→ **Required action**:
In the listing that follows, the lines starting at the one containing "#[derive(Clone)]" and ending at the one containing "impl UnitOfWork for" are to be returned exactly, both boundary lines included, and no others.

- - -

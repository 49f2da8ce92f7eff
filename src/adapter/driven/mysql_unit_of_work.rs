use super::mysql_rows::{
    order_from_row, order_item_from_row, product_from_row, ORDER_COLUMNS, ORDER_ITEM_COLUMNS,
    PRODUCT_COLUMNS,
};
use crate::adapter::database_error::DatabaseError;
use crate::domain::model::{Order, OrderId, OrderItem, OrderItemId, Product, ProductId};
use crate::domain::port::{RepositoryError, UnitOfWork, UnitOfWorkFactory};
use async_trait::async_trait;
use sqlx::{MySql, Pool, Transaction};

/// MySQLの作業単位ファクトリ
#[derive(Clone)]
pub struct MySqlUnitOfWorkFactory {
    pool: Pool<MySql>,
}

impl MySqlUnitOfWorkFactory {
    /// 新しいファクトリを作成
    ///
    /// # Arguments
    /// * `pool` - MySQLコネクションプール
    pub fn new(pool: Pool<MySql>) -> Self {
        Self { pool }
    }
}

#[async_trait]
impl UnitOfWorkFactory for MySqlUnitOfWorkFactory {
    async fn begin(&self) -> Result<Box<dyn UnitOfWork>, RepositoryError> {
        let tx = self
            .pool
            .begin()
            .await
            .map_err(|e| DatabaseError::from_sqlx(e, "トランザクション開始に失敗しました"))?;
        Ok(Box::new(MySqlUnitOfWork { tx }))
    }
}

/// MySQLトランザクションによる作業単位
///
/// 行ロックは `SELECT ... FOR UPDATE` で取得する。コミットされずにドロップされた場合、
/// sqlxがトランザクションをロールバックする。
pub struct MySqlUnitOfWork {
    tx: Transaction<'static, MySql>,
}

impl MySqlUnitOfWork {
    async fn fetch_product(&mut self, product_id: ProductId) -> Result<Product, RepositoryError> {
        self.lock_product(product_id).await?.ok_or_else(|| {
            RepositoryError::OperationFailed(format!("商品が存在しません: {}", product_id))
        })
    }
}

#[async_trait]
impl UnitOfWork for MySqlUnitOfWork {
    async fn lock_product(
        &mut self,
        product_id: ProductId,
    ) -> Result<Option<Product>, RepositoryError> {
        let sql = format!(
            "SELECT {} FROM products WHERE id = ? FOR UPDATE",
            PRODUCT_COLUMNS
        );
        let row = sqlx::query(&sql)
            .bind(product_id.to_string())
            .fetch_optional(&mut *self.tx)
            .await
            .map_err(|e| DatabaseError::from_sqlx(e, "商品のロックに失敗しました"))?;

        row.as_ref().map(product_from_row).transpose()
    }

    async fn apply_stock_delta(
        &mut self,
        product_id: ProductId,
        delta: i64,
    ) -> Result<Product, RepositoryError> {
        let result = sqlx::query("UPDATE products SET stock = stock + ? WHERE id = ?")
            .bind(delta)
            .bind(product_id.to_string())
            .execute(&mut *self.tx)
            .await;

        match result.map_err(|e| DatabaseError::from_sqlx(e, "在庫の更新に失敗しました")) {
            Ok(_) => self.fetch_product(product_id).await,
            Err(DatabaseError::CheckViolation(_)) => {
                Err(RepositoryError::StockConstraintViolation(product_id))
            }
            Err(e) => Err(e.into()),
        }
    }

    async fn set_stock(
        &mut self,
        product_id: ProductId,
        stock: u32,
    ) -> Result<Product, RepositoryError> {
        let result = sqlx::query("UPDATE products SET stock = ? WHERE id = ?")
            .bind(stock)
            .bind(product_id.to_string())
            .execute(&mut *self.tx)
            .await;

        match result.map_err(|e| DatabaseError::from_sqlx(e, "在庫の更新に失敗しました")) {
            Ok(_) => self.fetch_product(product_id).await,
            Err(DatabaseError::CheckViolation(_)) => {
                Err(RepositoryError::StockConstraintViolation(product_id))
            }
            Err(e) => Err(e.into()),
        }
    }

    async fn reserved_stock(&mut self, product_id: ProductId) -> Result<u64, RepositoryError> {
        // 商品行のロック中は予約数量が変わらないため、非ロック読み取りで足りる
        let reserved: u64 = sqlx::query_scalar(
            "SELECT CAST(COALESCE(SUM(quantity), 0) AS UNSIGNED) FROM order_items WHERE product_id = ?",
        )
        .bind(product_id.to_string())
        .fetch_one(&mut *self.tx)
        .await
        .map_err(|e| DatabaseError::from_sqlx(e, "予約数量の取得に失敗しました"))?;

        Ok(reserved)
    }

    async fn lock_order(&mut self, order_id: OrderId) -> Result<Option<Order>, RepositoryError> {
        let sql = format!("SELECT {} FROM orders WHERE id = ? FOR UPDATE", ORDER_COLUMNS);
        let row = sqlx::query(&sql)
            .bind(order_id.to_string())
            .fetch_optional(&mut *self.tx)
            .await
            .map_err(|e| DatabaseError::from_sqlx(e, "注文のロックに失敗しました"))?;

        row.as_ref().map(order_from_row).transpose()
    }

    async fn save_checkout(&mut self, order: &Order) -> Result<(), RepositoryError> {
        // チェックアウト状態のみを書き込む
        sqlx::query("UPDATE orders SET checked_out = ?, updated_at = ? WHERE id = ?")
            .bind(order.is_checked_out())
            .bind(order.updated_at())
            .bind(order.id().to_string())
            .execute(&mut *self.tx)
            .await
            .map_err(|e| DatabaseError::from_sqlx(e, "注文の更新に失敗しました"))?;
        Ok(())
    }

    async fn delete_order(&mut self, order_id: OrderId) -> Result<(), RepositoryError> {
        sqlx::query("DELETE FROM orders WHERE id = ?")
            .bind(order_id.to_string())
            .execute(&mut *self.tx)
            .await
            .map_err(|e| DatabaseError::from_sqlx(e, "注文の削除に失敗しました"))?;
        Ok(())
    }

    async fn find_order_item(
        &mut self,
        item_id: OrderItemId,
    ) -> Result<Option<OrderItem>, RepositoryError> {
        let sql = format!("SELECT {} FROM order_items WHERE id = ?", ORDER_ITEM_COLUMNS);
        let row = sqlx::query(&sql)
            .bind(item_id.to_string())
            .fetch_optional(&mut *self.tx)
            .await
            .map_err(|e| DatabaseError::from_sqlx(e, "注文明細の取得に失敗しました"))?;

        row.as_ref().map(order_item_from_row).transpose()
    }

    async fn lock_order_item(
        &mut self,
        item_id: OrderItemId,
    ) -> Result<Option<OrderItem>, RepositoryError> {
        let sql = format!(
            "SELECT {} FROM order_items WHERE id = ? FOR UPDATE",
            ORDER_ITEM_COLUMNS
        );
        let row = sqlx::query(&sql)
            .bind(item_id.to_string())
            .fetch_optional(&mut *self.tx)
            .await
            .map_err(|e| DatabaseError::from_sqlx(e, "注文明細のロックに失敗しました"))?;

        row.as_ref().map(order_item_from_row).transpose()
    }

    async fn lock_order_items_of(
        &mut self,
        order_id: OrderId,
    ) -> Result<Vec<OrderItem>, RepositoryError> {
        let sql = format!(
            "SELECT {} FROM order_items WHERE order_id = ? ORDER BY id FOR UPDATE",
            ORDER_ITEM_COLUMNS
        );
        let rows = sqlx::query(&sql)
            .bind(order_id.to_string())
            .fetch_all(&mut *self.tx)
            .await
            .map_err(|e| DatabaseError::from_sqlx(e, "注文明細のロックに失敗しました"))?;

        rows.iter().map(order_item_from_row).collect()
    }

    async fn insert_order_item(&mut self, item: &OrderItem) -> Result<(), RepositoryError> {
        sqlx::query(
            "INSERT INTO order_items (id, order_id, product_id, quantity) VALUES (?, ?, ?, ?)",
        )
        .bind(item.id().to_string())
        .bind(item.order_id().to_string())
        .bind(item.product_id().to_string())
        .bind(item.quantity().value())
        .execute(&mut *self.tx)
        .await
        .map_err(|e| DatabaseError::from_sqlx(e, "注文明細の保存に失敗しました"))?;
        Ok(())
    }

    async fn update_order_item(&mut self, item: &OrderItem) -> Result<(), RepositoryError> {
        sqlx::query("UPDATE order_items SET product_id = ?, quantity = ? WHERE id = ?")
            .bind(item.product_id().to_string())
            .bind(item.quantity().value())
            .bind(item.id().to_string())
            .execute(&mut *self.tx)
            .await
            .map_err(|e| DatabaseError::from_sqlx(e, "注文明細の更新に失敗しました"))?;
        Ok(())
    }

    async fn delete_order_item(&mut self, item_id: OrderItemId) -> Result<(), RepositoryError> {
        sqlx::query("DELETE FROM order_items WHERE id = ?")
            .bind(item_id.to_string())
            .execute(&mut *self.tx)
            .await
            .map_err(|e| DatabaseError::from_sqlx(e, "注文明細の削除に失敗しました"))?;
        Ok(())
    }

    async fn commit(self: Box<Self>) -> Result<(), RepositoryError> {
        let MySqlUnitOfWork { tx } = *self;
        tx.commit()
            .await
            .map_err(|e| DatabaseError::from_sqlx(e, "トランザクションのコミットに失敗しました"))?;
        Ok(())
    }
}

- - -

→ **Exercise result**:
#[derive(Clone)]
pub struct MySqlUnitOfWorkFactory {
    pool: Pool<MySql>,
}

impl MySqlUnitOfWorkFactory {
    /// 新しいファクトリを作成
    ///
    /// # Arguments
    /// * `pool` - MySQLコネクションプール
    pub fn new(pool: Pool<MySql>) -> Self {
        Self { pool }
    }
}

#[async_trait]
impl UnitOfWorkFactory for MySqlUnitOfWorkFactory {
    async fn begin(&self) -> Result<Box<dyn UnitOfWork>, RepositoryError> {
        let tx = self
            .pool
            .begin()
            .await
            .map_err(|e| DatabaseError::from_sqlx(e, "トランザクション開始に失敗しました"))?;
        Ok(Box::new(MySqlUnitOfWork { tx }))
    }
}

/// MySQLトランザクションによる作業単位
///
/// 行ロックは `SELECT ... FOR UPDATE` で取得する。コミットされずにドロップされた場合、
/// sqlxがトランザクションをロールバックする。
pub struct MySqlUnitOfWork {
    tx: Transaction<'static, MySql>,
}

impl MySqlUnitOfWork {
    async fn fetch_product(&mut self, product_id: ProductId) -> Result<Product, RepositoryError> {
        self.lock_product(product_id).await?.ok_or_else(|| {
            RepositoryError::OperationFailed(format!("商品が存在しません: {}", product_id))
        })
    }
}

#[async_trait]
impl UnitOfWork for MySqlUnitOfWork {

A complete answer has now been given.